Let me just preface by saying this. Although it may seem obvious, I don’t see NEARLY enough students using the syllabus.

Literally every question you will ever see comes directly from the syllabus.

It is so crucial to know it inside out if you want to succeed in the HSC.

Keep in mind you will also need to take some extra steps on top of this, but I will now show you how to maximise your knowledge of the syllabus and where to go from there.


Step 1: Read the syllabus

Before you start each topic in class, read and process the syllabus dot points for that topic. This will make it much easier to follow your teacher, and figure out which information is more important to process during class.

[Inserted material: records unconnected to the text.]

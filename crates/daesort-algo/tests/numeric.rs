//! Numeric checks of symbolic block solutions

mod common;

use std::collections::HashMap;

use common::{assert_close, declare, init_tracing};
use daesort_algo::{BlockSolver, CausalizationReport, CausalizeConfig, Causalizer, StructuralPasses};
use daesort_core::{Category, ExprGraph, NodeId, OcpModel};
use faer::{prelude::*, solvers::PartialPivLu, Mat};

const A: [[f64; 4]; 4] = [
    [4.0, 1.0, 0.0, 1.0],
    [1.0, 4.0, 1.0, 0.0],
    [0.0, 1.0, 4.0, 1.0],
    [1.0, 0.0, 1.0, 4.0],
];
const B: [f64; 4] = [1.0, 2.0, 3.0, 4.0];

/// Residuals `A x - b` of a dense linear system.
fn linear_residuals(g: &mut ExprGraph, xs: &[NodeId]) -> Vec<NodeId> {
    (0..4)
        .map(|i| {
            let terms: Vec<NodeId> = (0..4)
                .map(|j| {
                    let c = g.constant(A[i][j]);
                    g.mul(c, xs[j])
                })
                .collect();
            let lhs = g.sum(&terms);
            let b = g.constant(B[i]);
            g.sub(lhs, b)
        })
        .collect()
}

fn lu_reference() -> Vec<f64> {
    let mat = Mat::from_fn(4, 4, |i, j| A[i][j]);
    let rhs = Mat::from_fn(4, 1, |i, _| B[i]);
    let lu = PartialPivLu::new(mat.as_ref());
    let sol = lu.solve(&rhs);
    (0..4).map(|i| sol.read(i, 0)).collect()
}

#[test]
fn block_solutions_match_lu() {
    let expected = lu_reference();
    for threshold in [3, 4] {
        let mut g = ExprGraph::new();
        let xs: Vec<NodeId> = (0..4).map(|i| g.symbol(&format!("x{i}"))).collect();
        let eqs = linear_residuals(&mut g, &xs);
        let jac = g.jacobian(&eqs, &xs).unwrap();
        let sol = BlockSolver::new(threshold)
            .solve(&mut g, &eqs, &xs, &jac)
            .unwrap()
            .unwrap();
        let values = g.evaluate(&sol, &HashMap::new()).unwrap();
        for (v, e) in values.iter().zip(&expected) {
            assert_close(*v, *e);
        }
    }
}

#[test]
fn explicit_ode_satisfies_implicit_equations() {
    init_tracing();
    // der(x) + der(y) = k x, der(x) - der(y) = y, 2 der(z) - der(x) = z
    let mut m = OcpModel::new();
    let (_, k, _) = declare(&mut m, "k", Category::IndependentParameter);
    let (_, x, dx) = declare(&mut m, "x", Category::State);
    let (_, y, dy) = declare(&mut m, "y", Category::State);
    let (_, z, dz) = declare(&mut m, "z", Category::State);
    let two = m.graph.constant(2.0);
    let s = m.graph.add(dx, dy);
    let kx = m.graph.mul(k, x);
    let e1 = m.graph.sub(s, kx);
    let d = m.graph.sub(dx, dy);
    let e2 = m.graph.sub(d, y);
    let tdz = m.graph.mul(two, dz);
    let t = m.graph.sub(tdz, dx);
    let e3 = m.graph.sub(t, z);
    let original = vec![e1, e2, e3];
    for &e in &original {
        m.push_implicit_equation(e);
    }

    let report = m.make_explicit().unwrap();
    assert_eq!(report.blocks, 2);
    let ders = m.registry.derivatives(m.explicit.unknowns());
    assert!(!m.graph.depends_on(m.explicit.equations(), &ders));

    let mut values = HashMap::from([(k, 4.0), (x, 1.0), (y, 2.0), (z, 3.0)]);
    let rates = m.graph.evaluate(m.explicit.equations(), &values).unwrap();
    for (&der, &rate) in ders.iter().zip(&rates) {
        values.insert(der, rate);
    }
    assert_close(values[&dx], 3.0);
    assert_close(values[&dy], 1.0);
    assert_close(values[&dz], 3.0);
    for r in m.graph.evaluate(&original, &values).unwrap() {
        assert_close(r, 0.0);
    }
}

#[test]
fn qr_and_inverse_give_the_same_ode() {
    let build = || {
        let mut m = OcpModel::new();
        let states: Vec<(NodeId, NodeId)> = ["a", "b", "c", "d"]
            .iter()
            .map(|name| {
                let (_, v, d) = declare(&mut m, name, Category::State);
                (v, d)
            })
            .collect();
        let ders: Vec<NodeId> = states.iter().map(|&(_, d)| d).collect();
        for (i, e) in linear_residuals(&mut m.graph, &ders).into_iter().enumerate() {
            let e = m.graph.add(e, states[i].0);
            m.push_implicit_equation(e);
        }
        m
    };

    let mut by_inverse = build();
    let mut by_qr = build();
    Causalizer::new()
        .with_inverse_threshold(4)
        .make_explicit(&mut by_inverse)
        .unwrap();
    Causalizer::new()
        .with_inverse_threshold(1)
        .make_explicit(&mut by_qr)
        .unwrap();

    let point = |m: &OcpModel| -> HashMap<NodeId, f64> {
        ["a", "b", "c", "d"]
            .iter()
            .enumerate()
            .map(|(i, name)| (m.var(name).unwrap(), 0.5 * i as f64))
            .collect()
    };
    let l = by_inverse
        .graph
        .evaluate(by_inverse.explicit.equations(), &point(&by_inverse))
        .unwrap();
    let r = by_qr
        .graph
        .evaluate(by_qr.explicit.equations(), &point(&by_qr))
        .unwrap();
    assert_eq!(
        by_inverse.registry.names(by_inverse.explicit.unknowns()),
        by_qr.registry.names(by_qr.explicit.unknowns())
    );
    for (a, b) in l.iter().zip(&r) {
        assert_close(*a, *b);
    }
}

#[test]
fn equation_scaling_after_make_explicit() {
    // der(x) = -100 x + y, der(y) = 0.5 x
    let mut m = OcpModel::new();
    let (_, x, dx) = declare(&mut m, "x", Category::State);
    let (_, y, dy) = declare(&mut m, "y", Category::State);
    m.set_start("x", 1.0).unwrap();
    let c100 = m.graph.constant(-100.0);
    let t = m.graph.mul(c100, x);
    let rhs_x = m.graph.add(t, y);
    let half = m.graph.constant(0.5);
    let rhs_y = m.graph.mul(half, x);
    let e1 = m.graph.sub(dx, rhs_x);
    let e2 = m.graph.sub(dy, rhs_y);
    m.push_implicit_equation(e1);
    m.push_implicit_equation(e2);

    m.make_explicit().unwrap();
    let factors = m.scale_equations().unwrap();
    assert_eq!(factors.len(), 2);
    assert_close(factors[0], 100.0);
    assert_close(factors[1], 0.5);

    let scaled = m
        .graph
        .evaluate(m.explicit.equations(), &HashMap::from([(x, 1.0), (y, 0.0)]))
        .unwrap();
    assert_close(scaled[0], -1.0);
    assert_close(scaled[1], 1.0);
}

#[test]
fn config_round_trips_through_json() {
    let config = CausalizeConfig {
        inverse_threshold: 6,
        verify_acyclic: false,
    };
    let json = serde_json::to_string(&config).unwrap();
    let back: CausalizeConfig = serde_json::from_str(&json).unwrap();
    assert_eq!(back, config);

    let empty: CausalizeConfig = serde_json::from_str("{}").unwrap();
    assert_eq!(empty, CausalizeConfig::default());

    let report = CausalizationReport {
        blocks: 3,
        solved_blocks: 2,
        retained_blocks: 1,
        solved_equations: 2,
        retained_equations: 2,
    };
    let value = serde_json::to_value(report).unwrap();
    assert_eq!(value["retained_blocks"], 1);
}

You will also gain an overall understanding of what is going to be covered in that topic.

Doing this helps you make connections and organise information in your brain as you absorb all the content.

However, make sure that you keep track of which dot points are being covered by your teacher as you learn it in class.



Step 2: Use notes

You have a bit of flexibility here, but it is still really important that you still follow the syllabus.

I recommend that you take rough notes during class. Then go home and add information from your textbook and other resources.

This will help make refine your notes to your style. Although, this process only take about 15-30 minutes per subject per night, it can go a really long way to helping you succeed.

How do you make those notes?

One extremely effective method of taking notes is to use a table with one column containing the syllabus dot point and the other column containing notes & examples for that dot point.

This will make your notes much more succinct and straightforward, and will also organise it in a digestible format. I especially recommend this format for Humanities subjects. Here is an example of my notes from Year 12 Business Studies:




You can also create a third column for case studies. However, I preferred to keep my case studies with the actual notes.

Even if you don’t decide to use this exact format (or you like to hand write your notes)…

It is still important to structure your notes according to the syllabus.

This will ensure that every single point is thoroughly covered.

Here is an example from my Physics notes – which I decided to hand write so I could draw diagrams easily:


Notice how each heading and sub-heading refers to a different syllabus dot point. This follows a similar structure to my Business Studies notes.


If you want to do your best, effective note taking is crucial throughout the year.

It is important that you maintain a consistent nightly routine, where you go through all the content you learned in class.

This will allow you to organise the information in your brain and on the paper, so you can easily refer to it when exam time comes around.


Step 3: Revise your content

Before you can start practising for an exam, it is important that you revise all the content that will be in the exam so that the practise questions don’t overwhelm you.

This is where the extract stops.